PROBLEM REQUIREMENTS:
Type again, exactly, the lines below from the start through the line that includes "fn phase(minutes: u32)".

Stored data:
☆ ☆ ☆

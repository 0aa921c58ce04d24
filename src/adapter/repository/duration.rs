use std::sync::Arc;

use crate::adapter::config::Configuration;
use crate::domain::entity::{LongBreakInterval, PhaseDuration};
use crate::domain::repository::{DurationRepository, GetDurationError};

/// A [`DurationRepository`] implementation which reads configuration files.
pub struct DurationConfiguration {
    config: Arc<Configuration>,
}

impl DurationConfiguration {
    /// Creates a new [`DurationConfiguration`].
    pub fn new(config: Arc<Configuration>) -> Self {
        Self { config }
    }

    fn phase(minutes: u32) -> Result<PhaseDuration, GetDurationError> {
        PhaseDuration::try_new(minutes).map_err(|err| GetDurationError::Invalid { source: err })
    }
}

#[async_trait::async_trait]
impl DurationRepository for DurationConfiguration {
    async fn focus_duration(&self) -> Result<PhaseDuration, GetDurationError> {
        Self::phase(self.config.duration.focus)
    }

    async fn short_break_duration(&self) -> Result<PhaseDuration, GetDurationError> {
        Self::phase(self.config.duration.short_break)
    }

    async fn long_break_duration(&self) -> Result<PhaseDuration, GetDurationError> {
        Self::phase(self.config.duration.long_break)
    }

    async fn long_break_interval(&self) -> Result<LongBreakInterval, GetDurationError> {
        LongBreakInterval::try_new(self.config.duration.long_break_interval)
            .map_err(|err| GetDurationError::InvalidInterval { source: err })
    }
}
mod handle;
mod routine;
mod state;

pub use handle::WorkerHandle;
pub use routine::WorkerConfig;

use std::sync::Arc;

use snafu::prelude::*;
use tokio::sync::{broadcast, watch};

use crate::domain::entity::{NoticeMessages, TimerPolicy, TimerSnapshot};
use crate::domain::repository::{
    DurationRepository, GetDurationError, GetMessageError, GetScoreError, MessageRepository,
    ProfileRepository, ScoreRepository,
};

use handle::Observers;
use routine::{Outbox, WorkerRoutine};

/// Number of events a lagging subscriber may fall behind before it starts
/// missing the oldest ones.
const EVENT_CAPACITY: usize = 16;

/// Spawn the background worker that owns the countdown.
pub fn spawn(config: WorkerConfig, profiles: Arc<dyn ProfileRepository>) -> WorkerHandle {
    let (requester, commands) = tokio::sync::mpsc::channel(1);
    let (state, state_rx) = watch::channel(TimerSnapshot::idle(config.policy.focus, 0));
    let (session, session_rx) = watch::channel(None);
    let (events, events_rx) = broadcast::channel(EVENT_CAPACITY);

    let outbox = Outbox {
        state,
        session,
        events,
    };
    let observers = Observers {
        state: state_rx,
        session: session_rx,
        events: events_rx,
    };

    let routine = WorkerRoutine::spawn(config, commands, outbox, profiles);
    WorkerHandle::new(requester, observers, routine)
}

/// Read the policy and messages the worker runs with from repositories.
///
/// # Errors
///
/// This function will return an error if any repository fails or holds an
/// invalid value.
pub async fn load_config(
    duration_repository: Arc<dyn DurationRepository>,
    score_repository: Arc<dyn ScoreRepository>,
    message_repository: Arc<dyn MessageRepository>,
) -> Result<WorkerConfig, LoadWorkerConfigError> {
    let focus = duration_repository
        .focus_duration()
        .await
        .context(DurationConfigSnafu { key: "focus" })?;
    let short_break = duration_repository
        .short_break_duration()
        .await
        .context(DurationConfigSnafu { key: "short_break" })?;
    let long_break = duration_repository
        .long_break_duration()
        .await
        .context(DurationConfigSnafu { key: "long_break" })?;
    let long_break_interval = duration_repository
        .long_break_interval()
        .await
        .context(DurationConfigSnafu {
            key: "long_break_interval",
        })?;
    let base_points = score_repository
        .base_points()
        .await
        .context(ScoreConfigSnafu { key: "base" })?;
    let task_bonus_points = score_repository
        .task_bonus_points()
        .await
        .context(ScoreConfigSnafu { key: "task_bonus" })?;
    let break_ended = message_repository
        .break_ended_message()
        .await
        .context(MessageConfigSnafu { key: "break_ended" })?;
    let break_skipped = message_repository
        .break_skipped_message()
        .await
        .context(MessageConfigSnafu {
            key: "break_skipped",
        })?;
    let points_fallback = message_repository
        .points_fallback_message()
        .await
        .context(MessageConfigSnafu {
            key: "points_fallback",
        })?;

    Ok(WorkerConfig {
        policy: TimerPolicy {
            focus,
            short_break,
            long_break,
            long_break_interval,
            base_points,
            task_bonus_points,
        },
        messages: NoticeMessages {
            break_ended,
            break_skipped,
            points_fallback,
        },
    })
}

/// An error for loading the worker's configuration.
#[derive(Debug, Snafu)]
#[non_exhaustive]
pub enum LoadWorkerConfigError {
    #[snafu(display("Could not load duration configuration for {key} from repository"))]
    DurationConfig {
        key: &'static str,
        source: GetDurationError,
    },
    #[snafu(display("Could not load score configuration for {key} from repository"))]
    ScoreConfig {
        key: &'static str,
        source: GetScoreError,
    },
    #[snafu(display("Could not load message configuration for {key} from repository"))]
    MessageConfig {
        key: &'static str,
        source: GetMessageError,
    },
}
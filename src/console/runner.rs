use std::io::Error as IoError;
use std::sync::Arc;

use snafu::prelude::*;
use tokio::io::{AsyncBufRead, AsyncBufReadExt, AsyncWrite, AsyncWriteExt, Lines};
use tokio::sync::broadcast::error::RecvError;

use crate::console::command::ConsoleCommand;
use crate::console::presenter::{render_event, render_snapshot, HELP};
use crate::domain::engine::TimerPort;

/// A line-based front end that turns typed commands into intents and prints
/// what the timer reports back.
pub struct Console<R, W> {
    timer: Arc<dyn TimerPort>,
    input: Lines<R>,
    output: W,
}

impl<R, W> Console<R, W>
where
    R: AsyncBufRead + Unpin,
    W: AsyncWrite + Unpin,
{
    /// Creates a new [`Console`].
    pub fn new(timer: Arc<dyn TimerPort>, input: R, output: W) -> Self {
        Self {
            timer,
            input: input.lines(),
            output,
        }
    }

    /// Handle input until `quit` or the end of input, then shut the timer
    /// down.
    ///
    /// # Errors
    ///
    /// This function will return an error if reading input or writing output
    /// fails.
    #[tracing::instrument(skip(self))]
    pub async fn run(&mut self) -> Result<(), ConsoleError> {
        let mut events = self.timer.events();
        self.write_line(&render_snapshot(&self.timer.snapshot()))
            .await?;

        loop {
            tokio::select! {
                biased;
                event = events.recv() => match event {
                    Ok(event) => self.write_line(&render_event(&event)).await?,
                    Err(RecvError::Lagged(missed)) => {
                        tracing::warn!(missed, "Console fell behind on events");
                    }
                    Err(RecvError::Closed) => break,
                },
                line = self.input.next_line() => {
                    let Some(line) = line.context(ReadSnafu)? else {
                        break;
                    };
                    if line.trim().is_empty() {
                        continue;
                    }

                    match line.parse::<ConsoleCommand>() {
                        Ok(ConsoleCommand::Quit) => break,
                        Ok(command) => self.dispatch(command).await?,
                        Err(err) => self.write_line(&err.to_string()).await?,
                    }
                },
            }
        }

        tracing::info!("Console closed, shutting down timer");
        self.timer.shutdown().await;
        self.output.flush().await.context(WriteSnafu)
    }

    async fn dispatch(&mut self, command: ConsoleCommand) -> Result<(), ConsoleError> {
        tracing::debug!(?command, "Dispatching command");
        match command {
            ConsoleCommand::Start(task) => self.timer.start(task).await,
            ConsoleCommand::Pause => self.timer.pause().await,
            ConsoleCommand::Resume => self.timer.resume().await,
            ConsoleCommand::Stop => self.timer.stop().await,
            ConsoleCommand::Skip => self.timer.skip_break().await,
            ConsoleCommand::Status | ConsoleCommand::Quit => {}
            ConsoleCommand::Help => return self.write_line(HELP).await,
        }
        self.write_line(&render_snapshot(&self.timer.snapshot()))
            .await
    }

    async fn write_line(&mut self, line: &str) -> Result<(), ConsoleError> {
        self.output
            .write_all(format!("{line}\n").as_bytes())
            .await
            .context(WriteSnafu)
    }
}

/// An error type for the console loop.
#[derive(Debug, Snafu)]
#[non_exhaustive]
pub enum ConsoleError {
    #[snafu(display("Could not read a command"))]
    Read { source: IoError },
    #[snafu(display("Could not write to the console"))]
    Write { source: IoError },
}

☆ ☆ ☆

RESPONSE FOR THIS EXERCISE:
repository 0aa921c58ce04d24
filename src/adapter/repository/duration.rs
use std::sync::Arc;

use crate::adapter::config::Configuration;
use crate::domain::entity::{LongBreakInterval, PhaseDuration};
use crate::domain::repository::{DurationRepository, GetDurationError};

/// A [`DurationRepository`] implementation which reads configuration files.
pub struct DurationConfiguration {
    config: Arc<Configuration>,
}

impl DurationConfiguration {
    /// Creates a new [`DurationConfiguration`].
    pub fn new(config: Arc<Configuration>) -> Self {
        Self { config }
    }

    fn phase(minutes: u32) -> Result<PhaseDuration, GetDurationError> {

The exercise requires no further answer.